A shiny Dachsbun anthro, clad in her Harmonia University uniform, followed along behind a pair of much more spiffily-dressed canines. There was a Dachsbun female, non-shiny, and a Furfrou male, shiny, in a Debutante trim, the former wearing a long white "mermaid-style" dress and holding a black handbag, and the latter in a dapper purple tuxdeo. They both carried hot-to-trot attitudes, the Dachsbun more than the Furfrou, much unlike their daughter, who clearly wasn't sure why she was here to begin with. Usually if she wasn't in some sort of gala-level get-up, her elders would refuse to be seen near her.
Morning birds sang and the grass buzzed with fresh dewdrops. The sun had barely begun to rise over the horizon, still obscured by many of White Forest's treelines. But in a particular Redolent Grove, there were little clearings where the rising sun was quite visible, a harbinger of another hot, summer day to come.
"Look, Mom," the younger canid began, "that's not really what I meant. I mean… why do you want me here if I'm just going to be in this university clothing?

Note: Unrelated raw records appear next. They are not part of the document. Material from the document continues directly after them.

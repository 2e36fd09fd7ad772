//! Run identity and the per-run output directory.

use std::fmt;
use std::fs;
use std::path::{Path, PathBuf};

use chrono::{DateTime, Utc};

use crate::error::{Error, Result};

/// Suffix of the cut-out file name, after the source stem.
pub const NO_BACKGROUND_SUFFIX: &str = "_no_bg.png";

/// Intermediate canvas file name.
pub const CANVAS_FILE: &str = "canvas.png";

/// Intermediate mask file name.
pub const MASK_FILE: &str = "mask.png";

/// `<source stem>_<UTC %Y%m%d_%H%M%S>`.
#[derive(Debug, Clone, PartialEq, Eq, Hash)]
pub struct RunId {
    stem: String,
    id: String,
}

impl RunId {
    /// Derive the run id for `source` started at `at`.
    ///
    /// # Errors
    ///
    /// Returns [`Error::InvalidInput`] if `source` has no file stem.
    pub fn derive(source: &Path, at: DateTime<Utc>) -> Result<Self> {
        let stem = source
            .file_stem()
            .map(|s| s.to_string_lossy().into_owned())
            .filter(|s| !s.is_empty())
            .ok_or_else(|| {
                Error::invalid_input(format!("{} has no file name", source.display()))
            })?;

        let id = format!("{stem}_{}", at.format("%Y%m%d_%H%M%S"));
        Ok(Self { stem, id })
    }

    /// The source file stem.
    #[must_use]
    pub fn stem(&self) -> &str {
        &self.stem
    }

    #[must_use]
    pub fn as_str(&self) -> &str {
        &self.id
    }

    /// File name of the cut-out image for this run.
    #[must_use]
    pub fn no_background_file(&self) -> String {
        format!("{}{NO_BACKGROUND_SUFFIX}", self.stem)
    }
}

impl fmt::Display for RunId {
    fn fmt(&self, f: &mut fmt::Formatter<'_>) -> fmt::Result {
        f.write_str(&self.id)
    }
}

/// Create `<results_dir>/<run id>` with parents. An existing directory is reused.
///
/// # Errors
///
/// Returns [`Error::DirectoryCreation`] if the directory cannot be created.
pub fn init_run_dir(results_dir: &Path, run_id: &RunId) -> Result<PathBuf> {
    let dir = results_dir.join(run_id.as_str());
    fs::create_dir_all(&dir).map_err(|source| Error::DirectoryCreation {
        path: dir.clone(),
        source,
    })?;
    Ok(dir)
}

/// Everything one run wrote to disk.
#[derive(Debug, Clone, PartialEq, Eq)]
pub struct RunArtifacts {
    pub run_id: RunId,
    /// The run directory.
    pub dir: PathBuf,
    /// `<stem>_no_bg.png`.
    pub no_background: PathBuf,
    /// `canvas.png`, when intermediates are kept.
    pub canvas: Option<PathBuf>,
    /// `mask.png`, when intermediates are kept.
    pub mask: Option<PathBuf>,
    /// `scene.jpg`.
    pub scene: PathBuf,
    /// `video.mp4`, when video generation is on.
    pub video: Option<PathBuf>,
}
//! Image loading utilities.

use std::path::Path;

use image::{DynamicImage, GenericImageView};

use crate::error::{Error, Result};

/// Load an image from disk.
///
/// # Errors
///
/// Returns an error if the file cannot be opened or decoded.
pub fn load_image<P: AsRef<Path>>(path: P) -> Result<DynamicImage> {
    let path = path.as_ref();

    image::open(path).map_err(|source| Error::ImageLoad {
        path: path.to_path_buf(),
        source,
    })
}

/// Decode an encoded image (PNG, JPEG, ...) from memory.
///
/// The format is guessed from the content, not from any file name.
///
/// # Errors
///
/// Returns [`Error::InvalidInput`] if the bytes are empty or are not a raster image
/// the decoder understands.
pub fn decode_image(bytes: &[u8]) -> Result<DynamicImage> {
    if bytes.is_empty() {
        return Err(Error::invalid_input("source image is empty"));
    }

    let img = image::load_from_memory(bytes)
        .map_err(|err| Error::invalid_input(format!("could not decode source image: {err}")))?;

    let (width, height) = img.dimensions();
    if width == 0 || height == 0 {
        return Err(Error::DegenerateImage { width, height });
    }

    tracing::debug!("Decoded {width}x{height} {:?} image", img.color());
    Ok(img)
}
//! Model downloading and loading utilities.

use std::fs;
use std::io::Write;
use std::path::{Path, PathBuf};

use indicatif::{ProgressBar, ProgressStyle};
use ort::session::Session;

use crate::error::{Error, Result};

use super::Device;

/// Background segmentation networks.
#[derive(Debug, Clone, Copy, PartialEq, Eq, Default)]
pub enum SegmentationModel {
    /// U²-Net, general purpose, 320x320 input.
    #[default]
    U2Net,
    /// `IS-Net` general use, 1024x1024 input. Sharper edges, slower.
    IsNet,
}

impl SegmentationModel {
    /// Get the filename for this model.
    #[must_use]
    pub const fn filename(&self) -> &'static str {
        match self {
            Self::U2Net => "u2net.onnx",
            Self::IsNet => "isnet-general-use.onnx",
        }
    }

    /// Get the download URL for this model.
    /// Using the ONNX exports published with rembg.
    #[must_use]
    pub const fn url(&self) -> &'static str {
        match self {
            Self::U2Net => "https://github.com/danielgatis/rembg/releases/download/v0.0.0/u2net.onnx",
            Self::IsNet => {
                "https://github.com/danielgatis/rembg/releases/download/v0.0.0/isnet-general-use.onnx"
            }
        }
    }

    /// Get the approximate size in bytes for progress indication.
    #[must_use]
    pub const fn approx_size(&self) -> u64 {
        match self {
            Self::U2Net => 176_000_000,  // ~176 MB
            Self::IsNet => 179_000_000, // ~179 MB
        }
    }

    /// Square input resolution the network expects.
    #[must_use]
    pub const fn input_size(&self) -> u32 {
        match self {
            Self::U2Net => 320,
            Self::IsNet => 1024,
        }
    }

    /// Per-channel normalization mean.
    #[must_use]
    pub const fn mean(&self) -> [f32; 3] {
        match self {
            Self::U2Net => [0.485, 0.456, 0.406],
            Self::IsNet => [0.5, 0.5, 0.5],
        }
    }

    /// Per-channel normalization standard deviation.
    #[must_use]
    pub const fn std(&self) -> [f32; 3] {
        match self {
            Self::U2Net => [0.229, 0.224, 0.225],
            Self::IsNet => [1.0, 1.0, 1.0],
        }
    }
}

impl std::str::FromStr for SegmentationModel {
    type Err = Error;

    fn from_str(s: &str) -> Result<Self> {
        match s.to_ascii_lowercase().as_str() {
            "u2net" => Ok(Self::U2Net),
            "isnet" | "isnet-general-use" => Ok(Self::IsNet),
            _ => Err(Error::invalid_parameter(
                "segmentation",
                "must be one of u2net, isnet",
            )),
        }
    }
}

/// Manages the model cache directory and downloads.
pub struct ModelCache {
    cache_dir: PathBuf,
}

impl ModelCache {
    /// Create a new model cache.
    ///
    /// Uses `dir` when given, otherwise the platform-appropriate cache directory:
    /// - Windows: `%LOCALAPPDATA%\snapscape\models`
    /// - Linux: `~/.cache/snapscape/models`
    /// - macOS: `~/Library/Caches/snapscape/models`
    ///
    /// # Errors
    ///
    /// Returns an error if the cache directory cannot be created.
    pub fn new(dir: Option<PathBuf>) -> Result<Self> {
        let cache_dir = dir.unwrap_or_else(|| {
            dirs::cache_dir()
                .unwrap_or_else(|| PathBuf::from("."))
                .join("snapscape")
                .join("models")
        });

        fs::create_dir_all(&cache_dir).map_err(|source| Error::CacheDir {
            path: cache_dir.clone(),
            source,
        })?;

        Ok(Self { cache_dir })
    }

    /// The directory models are stored in.
    #[must_use]
    pub fn dir(&self) -> &Path {
        &self.cache_dir
    }

    /// Get the path to a model file, downloading if necessary.
    ///
    /// # Errors
    ///
    /// Returns an error if the model cannot be downloaded or accessed.
    pub fn get_model_path(&self, model: SegmentationModel) -> Result<PathBuf> {
        let path = self.cache_dir.join(model.filename());

        if !path.exists() {
            download_file(model.url(), &path, model.filename(), model.approx_size())?;
        }

        Ok(path)
    }

    /// Load an ONNX session for a segmentation model.
    ///
    /// # Errors
    ///
    /// Returns an error if the model cannot be downloaded or loaded.
    pub fn load_session(&self, model: SegmentationModel, device: Device) -> Result<Session> {
        let path = self.get_model_path(model)?;
        create_session(&path, model.filename(), device)
    }
}

/// A local directory holding an exported multi-part model.
#[derive(Debug, Clone)]
pub struct ModelDir {
    root: PathBuf,
}

impl ModelDir {
    /// Open `root` as a model directory.
    ///
    /// # Errors
    ///
    /// Returns [`Error::PipelineInit`] if `root` is not a directory.
    pub fn open<P: AsRef<Path>>(root: P) -> Result<Self> {
        let root = root.as_ref();
        if !root.is_dir() {
            return Err(Error::PipelineInit {
                name: root.display().to_string(),
                reason: "model directory does not exist".to_string(),
            });
        }
        Ok(Self {
            root: root.to_path_buf(),
        })
    }

    #[must_use]
    pub fn root(&self) -> &Path {
        &self.root
    }

    /// Path of a required file inside the directory.
    ///
    /// # Errors
    ///
    /// Returns [`Error::PipelineInit`] if the file is missing.
    pub fn file(&self, relative: &str) -> Result<PathBuf> {
        let path = self.root.join(relative);
        if path.is_file() {
            Ok(path)
        } else {
            Err(Error::PipelineInit {
                name: self.root.display().to_string(),
                reason: format!("missing {relative}"),
            })
        }
    }

    /// Load the ONNX session stored at `relative`.
    ///
    /// # Errors
    ///
    /// Returns [`Error::PipelineInit`] if the file is missing or cannot be loaded.
    pub fn session(&self, relative: &str, device: Device) -> Result<Session> {
        let path = self.file(relative)?;
        tracing::info!("Loading {relative}...");
        create_session(&path, relative, device).map_err(|err| Error::PipelineInit {
            name: self.root.display().to_string(),
            reason: err.to_string(),
        })
    }
}

/// Build a session for the model at `path` on `device`.
fn create_session(path: &Path, name: &str, device: Device) -> Result<Session> {
    let builder = Session::builder().map_err(|source| Error::ModelLoad {
        name: name.to_string(),
        source,
    })?;

    device
        .configure(builder, name)?
        .commit_from_file(path)
        .map_err(|source| Error::ModelLoad {
            name: name.to_string(),
            source,
        })
}

/// Download a file from a URL to a path with progress indication.
fn download_file(url: &str, path: &Path, name: &str, approx_size: u64) -> Result<()> {
    tracing::info!("Downloading {name} from {url}");

    let client = reqwest::blocking::Client::new();
    let response = client
        .get(url)
        .send()
        .and_then(reqwest::blocking::Response::error_for_status)
        .map_err(|source| Error::ModelDownload {
            name: name.to_string(),
            source,
        })?;

    let total_size = response.content_length().unwrap_or(approx_size);

    let pb = ProgressBar::new(total_size);
    pb.set_style(
        ProgressStyle::default_bar()
            .template("{spinner:.green} [{bar:40.cyan/blue}] {bytes}/{total_bytes} ({eta})")
            .expect("valid template")
            .progress_chars("#>-"),
    );
    pb.set_message(format!("Downloading {name}"));

    // Write to a temporary file first, then rename for atomicity
    let temp_path = path.with_extension("tmp");
    let mut file = fs::File::create(&temp_path)?;

    let mut downloaded = 0u64;
    let mut reader = response;
    let mut buffer = [0u8; 8192];

    loop {
        let bytes_read = std::io::Read::read(&mut reader, &mut buffer)?;
        if bytes_read == 0 {
            break;
        }
        file.write_all(&buffer[..bytes_read])?;
        downloaded += bytes_read as u64;
        pb.set_position(downloaded);
    }
    file.flush()?;

    pb.finish_with_message(format!("Downloaded {name}"));

    fs::rename(&temp_path, path)?;

    Ok(())
}

#[cfg(test)]
mod tests {
    use super::*;

    #[test]
    fn test_model_metadata() {
        assert_eq!(SegmentationModel::U2Net.input_size(), 320);
        assert_eq!(SegmentationModel::IsNet.input_size(), 1024);
        assert!(SegmentationModel::IsNet.url().ends_with(SegmentationModel::IsNet.filename()));
        assert_eq!("isnet".parse::<SegmentationModel>().unwrap(), SegmentationModel::IsNet);
    }

    #[test]
    fn test_cache_dir_override_is_created() {
        let tmp = tempfile::tempdir().unwrap();
        let dir = tmp.path().join("nested").join("models");

        let cache = ModelCache::new(Some(dir.clone())).unwrap();
        assert_eq!(cache.dir(), dir.as_path());
        assert!(dir.is_dir());
    }

    #[test]
    fn test_model_dir_reports_missing_parts() {
        let tmp = tempfile::tempdir().unwrap();
        let dir = ModelDir::open(tmp.path()).unwrap();

        let err = dir.file("unet/model.onnx").unwrap_err();
        assert!(matches!(err, Error::PipelineInit { .. }));
        assert!(err.to_string().contains("unet/model.onnx"));

        assert!(matches!(
            ModelDir::open(tmp.path().join("absent")).unwrap_err(),
            Error::PipelineInit { .. }
        ));
    }
}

Don't you usually like me being in, oh, I don't know… some sort of elevated level of clothing? Some sort of label, a designer ballgown, heels, anything to actually seem like I'm related to you besides just being a Dachsbun? And why are you so dressed up for that matter? For a forest?"
The elder fairy cackled. "Oh, for once you're not here to look good, Mille-Feuille," she chimed, her tail wagging heatedly. "No, I want you here because I caught wind that our florist happens to have a child attending school with you next year, and I want you to show our dear 'Loki' that we're not that far above her, despite what any paychecks and estates would , even though your father and I wish to maintain our… elegance, despite the climates. You're our... humility belt, as it were.
"Har-har. And her child? Yeah, you mean Bijoux." Mille-Feuille perked her left brow. "I told you all about her when I got back from the tour, remember? They ended up assigning us to the same dorm as roommates… she's the shiny Cinccino-taur in all of the pictures I showed you."
"Ah, this '-taur' thing…" The Furfrou interjected himself into the conversation uneasily, but carried forward. "I spoke with miss Loki over the phone; she said she was one as well. Remind me, Mille-Feuille… what exactly does that mean, per se? It sounds a bit like 'tower;' does that mean she's going to be especially tall? I can't imagine how good one would be with flowers as a giant… suddenly I'm a bit worried."
"I can assure you, good sir, that I'm no giant."
The three canids all whipped their heads to the voice's source. Loki stepped out from behind a tree to show herself, causing all three of them to step back in varied degrees of shock. The two elder Pokemon, much more pronouncedly, while Mille-Feuille seemed to only slightly quiver. It was almost forced, like she just didn't want to make her parents look bad.
"Dear Arceus…" The elder Dachsbun woman covered her snout. "You're a Shaymin? And a hybrid, no less! But darling, that limb count, the ears, all superfluous… I suppose this would be one of the… very few mixtures of Shaymin that pulls together a cohesive look, but still…"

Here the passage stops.